↓↓↓
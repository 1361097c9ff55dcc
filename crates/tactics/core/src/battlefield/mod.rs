//! The battlefield: owner of every unit and the single entry point for
//! combat, movement, transport and progression.
//!
//! All mutation happens through `&mut Battlefield`, so concurrent attacks on
//! one unit are serialised by the borrow checker. Units are addressed by
//! [`UnitId`] handles; relationships (attack target, carrier, cargo) are
//! stored as ids and resolved through the registry, so a dead or removed
//! unit simply stops resolving.
mod attack;
mod error;
mod movement;
mod progression;
mod tick;
mod transport;

use std::collections::{BTreeMap, HashMap};
use std::sync::Arc;

pub use attack::Impact;
pub use error::{MoveError, SpawnError, TransportError, UnitError};
pub use progression::Order;

use arrayvec::ArrayVec;

use crate::config::CombatConfig;
use crate::env::{CatalogOracle, Env, EquipmentItem, WorldOracle};
use crate::events::{CombatEvent, EventSink, NullSink};
use crate::projectile::{NullLauncher, PendingHit, ProjectileId, ProjectileLauncher};
use crate::state::{
    Ammo, BattleBounds, Behavior, BehaviorState, EngagementMode, Equipment, FactionId, Fatigue,
    TemplateId, TileIndex, Unit, UnitId,
};
use crate::stats::{CombatStats, Faction, StatBonuses, StatInputs, aggregate};

/// Whether morale collapse makes units flee.
#[derive(Clone, Copy, Debug, Default, PartialEq)]
pub enum BattleContext {
    /// Strategic map: morale may reach 0 without routing.
    #[default]
    Strategic,
    /// Tactical battle inside the given bounds.
    Battle(BattleBounds),
}

impl BattleContext {
    pub fn is_battle(&self) -> bool {
        matches!(self, BattleContext::Battle(_))
    }

    pub fn bounds(&self) -> Option<&BattleBounds> {
        match self {
            BattleContext::Battle(bounds) => Some(bounds),
            BattleContext::Strategic => None,
        }
    }
}

/// Unit registry plus everything needed to resolve combat between its units.
pub struct Battlefield {
    env: Env,
    config: CombatConfig,
    context: BattleContext,

    units: BTreeMap<UnitId, Unit>,
    occupancy: HashMap<TileIndex, UnitId>,
    factions: BTreeMap<FactionId, Faction>,
    pending: BTreeMap<ProjectileId, PendingHit>,

    next_unit_id: u32,
    next_projectile_id: u64,

    events: Box<dyn EventSink>,
    launcher: Box<dyn ProjectileLauncher>,
}

/// Builder for [`Battlefield`].
pub struct BattlefieldBuilder {
    env: Env,
    config: CombatConfig,
    context: BattleContext,
    events: Box<dyn EventSink>,
    launcher: Box<dyn ProjectileLauncher>,
}

impl BattlefieldBuilder {
    pub fn config(mut self, config: CombatConfig) -> Self {
        self.config = config;
        self
    }

    pub fn battle(mut self, bounds: BattleBounds) -> Self {
        self.context = BattleContext::Battle(bounds);
        self
    }

    pub fn events(mut self, sink: impl EventSink + 'static) -> Self {
        self.events = Box::new(sink);
        self
    }

    pub fn projectiles(mut self, launcher: impl ProjectileLauncher + 'static) -> Self {
        self.launcher = Box::new(launcher);
        self
    }

    pub fn build(self) -> Battlefield {
        Battlefield {
            env: self.env,
            config: self.config,
            context: self.context,
            units: BTreeMap::new(),
            occupancy: HashMap::new(),
            factions: BTreeMap::new(),
            pending: BTreeMap::new(),
            next_unit_id: 1,
            next_projectile_id: 1,
            events: self.events,
            launcher: self.launcher,
        }
    }
}

impl Battlefield {
    pub fn builder(
        world: Arc<dyn WorldOracle>,
        catalog: Arc<dyn CatalogOracle>,
    ) -> BattlefieldBuilder {
        BattlefieldBuilder {
            env: Env::new(world, catalog),
            config: CombatConfig::default(),
            context: BattleContext::Strategic,
            events: Box::new(NullSink),
            launcher: Box::new(NullLauncher),
        }
    }

    // ===== accessors =====

    pub fn env(&self) -> &Env {
        &self.env
    }

    pub fn config(&self) -> &CombatConfig {
        &self.config
    }

    pub fn context(&self) -> BattleContext {
        self.context
    }

    pub fn is_battle(&self) -> bool {
        self.context.is_battle()
    }

    /// Switches between strategic map and tactical battle.
    ///
    /// Units already routing keep routing; new routs only start in battle.
    pub fn set_context(&mut self, context: BattleContext) {
        tracing::debug!(battle = context.is_battle(), "battle context changed");
        self.context = context;
    }

    pub fn unit(&self, id: UnitId) -> Option<&Unit> {
        self.units.get(&id)
    }

    /// All registered units, dead ones included, in id order.
    pub fn units(&self) -> impl Iterator<Item = &Unit> {
        self.units.values()
    }

    /// Final aggregated stats of a unit.
    pub fn stats(&self, id: UnitId) -> Option<&CombatStats> {
        self.units.get(&id).map(|unit| &unit.stats)
    }

    pub fn occupant(&self, tile: TileIndex) -> Option<UnitId> {
        self.occupancy.get(&tile).copied()
    }

    pub fn faction(&self, id: FactionId) -> Option<&Faction> {
        self.factions.get(&id)
    }

    /// Number of ranged hits still waiting for their projectile.
    pub fn pending_projectiles(&self) -> usize {
        self.pending.len()
    }

    /// Cached engagement mode of a unit; see [`Battlefield::advance`].
    pub fn engagement_mode(&self, id: UnitId) -> Option<EngagementMode> {
        self.units.get(&id).map(|unit| unit.behavior.engagement)
    }

    // ===== lifecycle =====

    /// Creates a unit from a template on a free tile.
    ///
    /// A missing template degrades to a zero-stat fallback with a warning.
    /// The faction is registered on first use.
    ///
    /// # Errors
    ///
    /// Fails if the tile is unknown to the world or already occupied.
    pub fn spawn_unit(
        &mut self,
        template_id: impl Into<TemplateId>,
        faction: FactionId,
        tile: TileIndex,
    ) -> Result<UnitId, SpawnError> {
        let template_id = template_id.into();
        let tile_data = self.env.require_tile(tile)?;
        let position = self.env.require_center(tile)?;
        if let Some(occupant) = self.tile_holder(tile, &tile_data) {
            return Err(SpawnError::TileOccupied { tile, occupant });
        }

        let template = self.env.template_or_fallback(&template_id);
        let id = UnitId(self.next_unit_id);
        self.next_unit_id += 1;
        self.factions
            .entry(faction)
            .or_insert_with(|| Faction::new(faction));

        let mut equipment = Equipment::empty();
        if template.kind.uses_equipment() {
            for (slot, item) in &template.starting_equipment {
                equipment.equip(*slot, item.clone());
            }
        }

        let mut unit = Unit {
            id,
            faction,
            template_id,
            position,
            tile: Some(tile),
            stats: CombatStats::default(),
            health: 0,
            morale: template.max_morale,
            fatigue: Fatigue::new(0.0, &self.config),
            ammo: Ammo::full(template.max_ammo),
            behavior: Behavior::default(),
            equipment,
            abilities: ArrayVec::new(),
            level: 1,
            experience: 0.0,
            cargo: ArrayVec::new(),
            carrier: None,
            template,
        };
        if let Some(ability) = unit.template.unlock_at(1) {
            unit.abilities.push(ability.clone());
        }
        unit.stats = self.compute_stats(&unit);
        unit.health = unit.stats.max_health;
        unit.behavior.engagement = if self.ranged_weapon(&unit).is_some() {
            EngagementMode::Ranged
        } else {
            EngagementMode::Melee
        };

        tracing::debug!(unit = %id, template = %unit.template_id, faction = %faction, tile = %tile, "unit spawned");
        self.units.insert(id, unit);
        self.occupancy.insert(tile, id);
        self.emit(CombatEvent::UnitSpawned { unit: id, tile });
        Ok(id)
    }

    /// Deletes a unit outright (no kill rewards, no `UnitKilled`).
    ///
    /// Its tile is released, it is detached from any carrier, its cargo is
    /// removed with it and projectiles involving it are cancelled.
    pub fn remove_unit(&mut self, id: UnitId) -> Option<Unit> {
        let unit = self.units.remove(&id)?;
        if let Some(tile) = unit.tile {
            self.release_tile(tile, id);
        }
        if let Some(carrier) = unit.carrier.and_then(|c| self.units.get_mut(&c)) {
            carrier.cargo.retain(|cargo| *cargo != id);
        }
        self.cancel_projectiles(id);
        for cargo in unit.cargo.iter().copied() {
            self.remove_unit(cargo);
        }
        tracing::debug!(unit = %id, "unit removed");
        self.emit(CombatEvent::UnitRemoved { unit: id });
        Some(unit)
    }

    // ===== stats =====

    /// Recomputes a unit's stats from its current equipment, abilities and
    /// faction bonuses, then clamps its resources to the new maxima.
    pub fn refresh_stats(&mut self, id: UnitId) {
        let Some(unit) = self.units.get(&id) else {
            return;
        };
        let stats = self.compute_stats(unit);
        let max_ammo = unit.template.max_ammo;
        let Some(unit) = self.units.get_mut(&id) else {
            return;
        };
        let before = (unit.health, unit.stats.max_health);
        unit.stats = stats;
        unit.ammo.set_max(max_ammo);
        unit.reconcile_resources();
        let after = (unit.health, unit.stats.max_health);
        if before != after {
            let (health, max_health) = after;
            self.emit(CombatEvent::HealthChanged {
                unit: id,
                health,
                max_health,
            });
        }
    }

    fn compute_stats(&self, unit: &Unit) -> CombatStats {
        let items = self.equipped_items(unit);
        let abilities: Vec<_> = unit
            .abilities
            .iter()
            .filter_map(|id| self.env.ability_or_warn(id))
            .collect();
        let (unit_faction, equipment_faction) = match self.factions.get(&unit.faction) {
            Some(faction) => (
                faction.unit_bonuses(&self.env, &unit.template_id),
                faction.equipment_bonuses(&self.env, items.iter().map(|item| &item.id)),
            ),
            None => (StatBonuses::new(), StatBonuses::new()),
        };
        aggregate(&StatInputs {
            base: &unit.template.base,
            equipment: &items,
            abilities: &abilities,
            unit_faction: &unit_faction,
            equipment_faction: &equipment_faction,
        })
    }

    /// Catalog entries for every equipped item; dangling ids are skipped.
    fn equipped_items(&self, unit: &Unit) -> Vec<EquipmentItem> {
        if !unit.kind().uses_equipment() {
            return Vec::new();
        }
        unit.equipment
            .items()
            .filter_map(|(_, id)| self.env.item_or_warn(id))
            .collect()
    }

    fn ranged_weapon(&self, unit: &Unit) -> Option<EquipmentItem> {
        self.equipped_items(unit)
            .into_iter()
            .find(EquipmentItem::is_ranged)
    }

    // ===== internal helpers =====

    fn emit(&mut self, event: CombatEvent) {
        self.events.publish(event);
    }

    /// Applies a state transition and publishes it. Illegal transitions are
    /// logged and ignored.
    fn set_state(&mut self, id: UnitId, next: BehaviorState) -> bool {
        let Some(unit) = self.units.get_mut(&id) else {
            return false;
        };
        if unit.behavior.state == next {
            return true;
        }
        match unit.behavior.transition(next) {
            Ok(from) => {
                tracing::trace!(unit = %id, from = from.name(), to = next.name(), "state changed");
                if let BehaviorState::Moving {
                    destination: Some(destination),
                } = from
                    && !matches!(next, BehaviorState::Moving { .. })
                {
                    self.settle_interrupted_move(id, destination);
                }
                self.emit(CombatEvent::StateChanged {
                    unit: id,
                    from,
                    to: next,
                });
                true
            }
            Err(error) => {
                tracing::warn!(unit = %id, %error, "transition rejected");
                false
            }
        }
    }

    /// A move left before arrival ends on the tile it already claimed, so
    /// position and occupancy agree again.
    fn settle_interrupted_move(&mut self, id: UnitId, destination: TileIndex) {
        let Some(center) = self.env.world().tile_center(destination) else {
            return;
        };
        let Some(unit) = self.units.get_mut(&id) else {
            return;
        };
        if unit.tile != Some(destination) || unit.position == center {
            return;
        }
        tracing::debug!(unit = %id, tile = %destination, "move interrupted; settling on claimed tile");
        unit.position = center;
    }

    /// Unit currently holding `tile`: a registered unit, or a foreign
    /// occupant the world reports that this battlefield does not track.
    fn tile_holder(&self, tile: TileIndex, data: &crate::env::TileData) -> Option<UnitId> {
        self.occupancy.get(&tile).copied().or(data.occupant)
    }

    fn release_tile(&mut self, tile: TileIndex, id: UnitId) {
        if self.occupancy.get(&tile) == Some(&id) {
            self.occupancy.remove(&tile);
        }
    }

    fn cancel_projectiles(&mut self, id: UnitId) {
        let before = self.pending.len();
        self.pending.retain(|_, hit| !hit.involves(id));
        let cancelled = before - self.pending.len();
        if cancelled > 0 {
            tracing::debug!(unit = %id, cancelled, "pending projectile hits cancelled");
        }
    }
}

impl std::fmt::Debug for Battlefield {
    fn fmt(&self, f: &mut std::fmt::Formatter<'_>) -> std::fmt::Result {
        f.debug_struct("Battlefield")
            .field("context", &self.context)
            .field("units", &self.units.len())
            .field("pending", &self.pending.len())
            .finish_non_exhaustive()
    }
}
↑↑↑
### The task
Every line above that holds the word "ArrayVec" should be copied out.

### Response to the task
use arrayvec::ArrayVec;
            abilities: ArrayVec::new(),
            cargo: ArrayVec::new(),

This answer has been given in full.